Line search must satisfy:

\[\begin{aligned} f(x_k + \alpha_k p_k) &\leq f(x_k) + c_1 \alpha_k \nabla f_k^T p_k \\ \nabla f(x_k + \alpha_k p_k)^T p_k &\geq c_2 \nabla f_k^T p_k \end{aligned}\]

BFGS Method

Broyden-Fletcher-Goldfarb-Shanno (BFGS) Method

Most popular quasi-Newton algorithm:

  • Named after its four independent discoverers (1970)

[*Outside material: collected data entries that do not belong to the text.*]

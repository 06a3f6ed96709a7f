//! Run descriptors and the on-disk paths they imply.

use std::fs;
use std::io;
use std::path::PathBuf;

use crate::error::{Result, SweepError};
use crate::parser::Artifact;

/// Where the executable reads its inputs and leaves its timing artifacts.
#[derive(Debug, Clone, PartialEq, Eq)]
pub struct ArtifactLayout {
    pub input_dir: PathBuf,
    pub output_dir: PathBuf,
    pub base_name: String,
}

impl ArtifactLayout {
    pub fn new(input_dir: impl Into<PathBuf>, output_dir: impl Into<PathBuf>, base_name: impl Into<String>) -> Self {
        Self {
            input_dir: input_dir.into(),
            output_dir: output_dir.into(),
            base_name: base_name.into(),
        }
    }

    fn stem(&self, grid_size: u32) -> String {
        format!("{}{}", self.base_name, grid_size)
    }

    /// `<input_dir>/<base><size>.txt`
    pub fn input_path(&self, grid_size: u32) -> PathBuf {
        self.input_dir.join(format!("{}.txt", self.stem(grid_size)))
    }

    /// `<output_dir>/<base><size>`
    pub fn output_dir(&self, grid_size: u32) -> PathBuf {
        self.output_dir.join(self.stem(grid_size))
    }

    /// `<output_dir>/<base><size>/<base><size>_<artifact>.txt`
    ///
    /// The worker count is not part of the path: every worker-count run for a
    /// given size overwrites the same three files.
    pub fn artifact_path(&self, grid_size: u32, artifact: Artifact) -> PathBuf {
        let stem = self.stem(grid_size);
        self.output_dir(grid_size)
            .join(format!("{}_{}.txt", stem, artifact.suffix()))
    }
}

impl Default for ArtifactLayout {
    fn default() -> Self {
        Self::new("inputs", "outputs", "bacteria")
    }
}

/// One point of the sweep.
#[derive(Debug, Clone, Copy, PartialEq, Eq, Hash)]
pub struct RunDescriptor {
    pub grid_size: u32,
    pub worker_count: u32,
}

impl RunDescriptor {
    pub fn new(grid_size: u32, worker_count: u32) -> Self {
        Self { grid_size, worker_count }
    }

    /// Process count handed to the executable: one extra for the coordinator.
    pub fn ranks(&self) -> u32 {
        self.worker_count + 1
    }

    pub fn input_path(&self, layout: &ArtifactLayout) -> PathBuf {
        layout.input_path(self.grid_size)
    }

    pub fn output_dir(&self, layout: &ArtifactLayout) -> PathBuf {
        layout.output_dir(self.grid_size)
    }

    pub fn artifact_path(&self, layout: &ArtifactLayout, artifact: Artifact) -> PathBuf {
        layout.artifact_path(self.grid_size, artifact)
    }

    /// Removes any artifacts left over from an earlier run of this grid size.
    /// Files that are already gone are fine; any other failure is reported.
    pub fn clear_artifacts(&self, layout: &ArtifactLayout) -> Result<()> {
        for artifact in Artifact::ALL {
            let path = self.artifact_path(layout, artifact);
            match fs::remove_file(&path) {
                Ok(()) => {}
                Err(e) if e.kind() == io::ErrorKind::NotFound => {}
                Err(source) => {
                    return Err(SweepError::ClearArtifact {
                        grid_size: self.grid_size,
                        worker_count: self.worker_count,
                        artifact,
                        path,
                        source,
                    })
                }
            }
        }
        Ok(())
    }
}
//! Batch scheduling: one concurrent batch per worker count, batches in sequence.

use tracing::info;

use crate::aggregate::Aggregator;
use crate::error::Result;
use crate::parser::{self, SpeedupRecord};
use crate::process::{Launcher, ProcessHandle};
use crate::run::RunDescriptor;

#[derive(Debug, Clone)]
pub struct BatchScheduler {
    pub launcher: Launcher,
    pub sizes: Vec<u32>,
    pub workers: Vec<u32>,
    /// Delete each run's artifacts before launching it.
    pub clear_artifacts: bool,
}

impl BatchScheduler {
    pub fn new(launcher: Launcher, sizes: Vec<u32>, workers: Vec<u32>) -> Self {
        Self { launcher, sizes, workers, clear_artifacts: false }
    }

    /// Every run of the sweep in scheduling order (worker count outer, size inner).
    pub fn runs(&self) -> impl Iterator<Item = RunDescriptor> + '_ {
        self.workers
            .iter()
            .flat_map(move |&w| self.sizes.iter().map(move |&g| RunDescriptor::new(g, w)))
    }

    /// Runs the whole sweep, feeding each record to `aggregator` and then to
    /// `on_record`. Any fault aborts the sweep; processes still running in the
    /// failing batch are killed when their handles drop.
    pub async fn run<F>(&self, aggregator: &mut Aggregator, mut on_record: F) -> Result<()>
    where
        F: FnMut(&SpeedupRecord),
    {
        for &workers in &self.workers {
            self.run_batch(workers, aggregator, &mut on_record).await?;
        }
        Ok(())
    }

    /// Launches every size for `workers` back to back, then waits on the
    /// handles in launch order. Results become available in launch order, not
    /// in real completion order.
    pub async fn run_batch<F>(&self, workers: u32, aggregator: &mut Aggregator, on_record: &mut F) -> Result<()>
    where
        F: FnMut(&SpeedupRecord),
    {
        info!(worker_count = workers, runs = self.sizes.len(), "starting batch");
        let mut handles: Vec<ProcessHandle> = Vec::with_capacity(self.sizes.len());
        for &size in &self.sizes {
            let run = RunDescriptor::new(size, workers);
            if self.clear_artifacts {
                run.clear_artifacts(&self.launcher.layout)?;
            }
            handles.push(self.launcher.launch(run)?);
        }

        for handle in handles {
            let done = handle.await_completion().await?;
            let triple = parser::parse(&done.run, &self.launcher.layout)?;
            let record = parser::compute_speedups(&done.run, &triple)?;
            aggregator.record_speedup(&record);
            on_record(&record);
        }
        Ok(())
    }
}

  • Approximates the inverse Hessian \(H_k \approx [\nabla^2 f(x_k)]^{-1}\)

  • Update formula:

    \[H_{k+1} = (I - \rho_k s_k y_k^T)H_k(I - \rho_k y_k s_k^T) + \rho_k s_k s_k^T\]
    where:
    \[\begin{aligned} s_k &= x_{k+1} - x_k \\ y_k &= \nabla f_{k+1} - \nabla f_k \\ \rho_k &= \frac{1}{y_k^T s_k} \end{aligned}\]

BFGS Algorithm

Algorithm: Quasi-Newton Method (BFGS)

  1. Choose initial point \( x_0 \) and \( H_0 = I \)
  2. For \( k = 0, 1, 2, \ldots \):
    1. Compute search direction: \( p_k = -H_k \nabla f_k \)
    2. Perform line search to find \( \alpha_k \)
    3. Update position: \( x_{k+1} = x_k + \alpha_k p_k \)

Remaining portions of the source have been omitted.